## [EXERCISE MATERIAL]
_ _ _
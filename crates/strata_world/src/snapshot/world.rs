//! # World Snapshot
//!
//! ```text
//!  update(live world)                                   CopySnapshot only
//!  ──────────────────
//!  1. id check            mismatch -> error, nothing touched
//!  2. live regions        not in snapshot -> insert           (changed)
//!  3. snapshot regions    not live any more -> remove          (changed)
//!  4. both                reloaded or version moved -> replace (changed)
//!  5. changed?            update_number += 1
//!  6. time = live age     always
//! ```
//!
//! The whole routine runs under the write lock, so readers see either the
//! previous tick's region map or this tick's, never a mix.

use std::collections::{HashMap, HashSet};
use std::hash::{Hash, Hasher};
use std::sync::Arc;

use uuid::Uuid;

use strata_core::SnapshotLock;

use super::{ChunkSnapshot, RegionSnapshot, RegionSource, WorldSource};
use crate::chunk::BlockId;
use crate::coords::{BlockPos, ChunkPos, RegionPos};
use crate::error::{WorldError, WorldResult};

#[derive(Debug, Default)]
struct SnapshotState {
    time: u64,
    update_number: u64,
    regions: HashMap<RegionPos, Arc<RegionSnapshot>>,
    /// Load id and update number last folded into `regions`.
    last_update: HashMap<RegionPos, (u64, u64)>,
}

/// Reader-side mirror of one live world.
///
/// Two snapshots are equal when they mirror the same world, whatever their
/// contents.
#[derive(Debug)]
pub struct WorldSnapshot {
    id: Uuid,
    name: String,
    state: SnapshotLock<SnapshotState>,
}

impl WorldSnapshot {
    /// Creates an empty snapshot bound to world `id`.
    #[must_use]
    pub fn new(id: Uuid, name: impl Into<String>) -> Self {
        Self {
            id,
            name: name.into(),
            state: SnapshotLock::new(SnapshotState::default()),
        }
    }

    /// Id of the mirrored world.
    #[inline]
    #[must_use]
    pub fn id(&self) -> Uuid {
        self.id
    }

    /// Name of the mirrored world.
    #[must_use]
    pub fn name(&self) -> &str {
        &self.name
    }

    /// World age at the last update.
    #[must_use]
    pub fn time(&self) -> u64 {
        self.state.read().time
    }

    /// Bumped by every update that changed the region set or a region.
    #[must_use]
    pub fn update_number(&self) -> u64 {
        self.state.read().update_number
    }

    /// Returns true if the region at `pos` is present.
    #[must_use]
    pub fn has_region(&self, pos: RegionPos) -> bool {
        self.state.read().regions.contains_key(&pos)
    }

    /// Region snapshot at `pos`.
    #[must_use]
    pub fn region(&self, pos: RegionPos) -> Option<Arc<RegionSnapshot>> {
        self.state.read().regions.get(&pos).cloned()
    }

    /// All region snapshots, from one consistent version.
    #[must_use]
    pub fn regions(&self) -> Vec<Arc<RegionSnapshot>> {
        self.state.read().regions.values().cloned().collect()
    }

    /// Number of regions present.
    #[must_use]
    pub fn region_count(&self) -> usize {
        self.state.read().regions.len()
    }

    /// Chunk snapshot at `pos`.
    #[must_use]
    pub fn chunk(&self, pos: ChunkPos) -> Option<Arc<ChunkSnapshot>> {
        let state = self.state.read();
        state.regions.get(&pos.region())?.chunk(pos).cloned()
    }

    /// Block at `pos`, if its region is present.
    #[must_use]
    pub fn block(&self, pos: BlockPos) -> Option<BlockId> {
        self.state.read().regions.get(&pos.region())?.block(pos)
    }

    /// Folds the live world's current state into this snapshot.
    ///
    /// # Errors
    ///
    /// [`WorldError::IdentityMismatch`] if `world` is not the world this
    /// snapshot is bound to. The snapshot is left untouched.
    pub fn update<W: WorldSource>(&self, world: &W) -> WorldResult<()> {
        let actual = world.id();
        if actual != self.id {
            tracing::error!("snapshot of world {} updated from world {}", self.id, actual);
            return Err(WorldError::IdentityMismatch {
                expected: self.id,
                actual,
            });
        }

        let live = world.regions();
        let age = world.age();

        let mut state = self.state.write();
        let mut changed = false;

        let live_positions: HashSet<RegionPos> = live.iter().map(|r| r.position()).collect();
        let before = state.regions.len();
        state.regions.retain(|pos, _| live_positions.contains(pos));
        state.last_update.retain(|pos, _| live_positions.contains(pos));
        if state.regions.len() != before {
            changed = true;
        }

        for region in &live {
            let position = region.position();
            let load_id = region.load_id();
            let seen = state.last_update.get(&position).copied();
            if seen == Some((load_id, region.update_number())) {
                continue;
            }
            let snapshot = region.snapshot();
            state
                .last_update
                .insert(position, (load_id, snapshot.update_number()));
            state.regions.insert(position, snapshot);
            changed = true;
        }

        if changed {
            state.update_number += 1;
            tracing::trace!(
                "snapshot of world {} now at version {}",
                self.name,
                state.update_number
            );
        }
        state.time = age;
        Ok(())
    }
}

impl PartialEq for WorldSnapshot {
    fn eq(&self, other: &Self) -> bool {
        self.id == other.id
    }
}

impl Eq for WorldSnapshot {}

impl Hash for WorldSnapshot {
    fn hash<H: Hasher>(&self, state: &mut H) {
        self.id.hash(state);
    }
}
//! Lock-guarded transform.
//!
//! Transforms are written at high frequency outside the tick stages, so they
//! are guarded by their own [`SpinLock`] rather than the stage barrier. The
//! value half is the plain [`Transform`]; serialization only sees that.

use crate::math::{Quaternion, Transform, Vec3};

use super::spin::{dual_lock, SpinLock};

/// A transform whose three fields are always read and written together.
#[derive(Debug, Default)]
pub struct SharedTransform {
    value: SpinLock<Transform>,
}

impl SharedTransform {
    /// Creates a shared transform holding `value`.
    #[must_use]
    pub const fn new(value: Transform) -> Self {
        Self {
            value: SpinLock::new(value),
        }
    }

    /// Consistent copy of position, rotation and scale.
    #[must_use]
    pub fn get(&self) -> Transform {
        *self.value.lock()
    }

    /// Same as [`get`](Self::get).
    #[must_use]
    pub fn copy(&self) -> Transform {
        self.get()
    }

    /// Replaces all three fields at once.
    pub fn set(&self, value: Transform) {
        *self.value.lock() = value;
    }

    /// Position
    #[must_use]
    pub fn position(&self) -> Vec3 {
        self.value.lock().position
    }

    /// Sets the position
    pub fn set_position(&self, position: Vec3) {
        self.value.lock().position = position;
    }

    /// Rotation
    #[must_use]
    pub fn rotation(&self) -> Quaternion {
        self.value.lock().rotation
    }

    /// Sets the rotation
    pub fn set_rotation(&self, rotation: Quaternion) {
        self.value.lock().rotation = rotation;
    }

    /// Scale
    #[must_use]
    pub fn scale(&self) -> Vec3 {
        self.value.lock().scale
    }

    /// Sets the scale
    pub fn set_scale(&self, scale: Vec3) {
        self.value.lock().scale = scale;
    }

    /// Moves the position by `offset`.
    pub fn translate(&self, offset: Vec3) {
        let mut value = self.value.lock();
        *value = value.translate(offset);
    }

    /// Applies `offset` on top of the current rotation.
    pub fn rotate(&self, offset: Quaternion) {
        let mut value = self.value.lock();
        *value = value.rotate(offset);
    }

    /// Moves by `offset` and replaces the rotation in one critical section.
    pub fn translate_and_set_rotation(&self, offset: Vec3, rotation: Quaternion) {
        let mut value = self.value.lock();
        value.position = value.position + offset;
        value.rotation = rotation;
    }

    /// Copies `other` into `self` atomically with respect to both.
    ///
    /// Safe to run concurrently with `other.set_from(self)`.
    pub fn set_from(&self, other: &Self) {
        if std::ptr::eq(self, other) {
            return;
        }
        let (mut this, that) = dual_lock(&self.value, &other.value);
        *this = *that;
    }

    /// Returns true if both transforms hold equal values at one instant.
    #[must_use]
    pub fn same_value(&self, other: &Self) -> bool {
        if std::ptr::eq(self, other) {
            return true;
        }
        let (this, that) = dual_lock(&self.value, &other.value);
        *this == *that
    }

    /// True while the value is [`Transform::EMPTY`].
    #[must_use]
    pub fn is_empty(&self) -> bool {
        self.value.lock().is_empty()
    }
}

impl From<Transform> for SharedTransform {
    fn from(value: Transform) -> Self {
        Self::new(value)
    }
}

impl Clone for SharedTransform {
    /// Clones the current value into a fresh lock.
    fn clone(&self) -> Self {
        Self::new(self.get())
    }
}

#[cfg(test)]
mod tests {
    use super::*;

    #[test]
    fn test_field_setters() {
        let t = SharedTransform::default();
        assert!(t.is_empty());
        t.set_position(Vec3::new(1.0, 2.0, 3.0));
        t.set_scale(Vec3::new(2.0, 2.0, 2.0));
        assert_eq!(t.position(), Vec3::new(1.0, 2.0, 3.0));
        assert_eq!(t.rotation(), Quaternion::IDENTITY);
        assert_eq!(t.scale(), Vec3::new(2.0, 2.0, 2.0));
        assert!(!t.is_empty());
    }

    #[test]
    fn test_translate_and_set_rotation() {
        let t = SharedTransform::new(Transform::IDENTITY);
        let q = Quaternion::new(0.0, 1.0, 0.0, 0.0);
        t.translate(Vec3::new(1.0, 0.0, 0.0));
        t.translate_and_set_rotation(Vec3::new(0.0, 1.0, 0.0), q);
        let value = t.copy();
        assert_eq!(value.position, Vec3::new(1.0, 1.0, 0.0));
        assert_eq!(value.rotation, q);
    }

    #[test]
    fn test_set_from_and_same_value() {
        let a = SharedTransform::new(Transform::IDENTITY.translate(Vec3::ONE));
        let b = SharedTransform::default();
        assert!(!a.same_value(&b));
        b.set_from(&a);
        assert!(a.same_value(&b));
        assert_eq!(b.position(), Vec3::ONE);
    }

    #[test]
    fn test_self_copy_is_noop() {
        let a = SharedTransform::new(Transform::IDENTITY.translate(Vec3::ONE));
        a.set_from(&a);
        assert!(a.same_value(&a));
        assert_eq!(a.position(), Vec3::ONE);
    }
}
_ _ _
## [AIM OF THE EXERCISE]
From the listing, reproduce every line where the word "cloned" is present.

## [SOLUTION BELOW]
        self.state.read().regions.get(&pos).cloned()
        self.state.read().regions.values().cloned().collect()
        state.regions.get(&pos.region())?.chunk(pos).cloned()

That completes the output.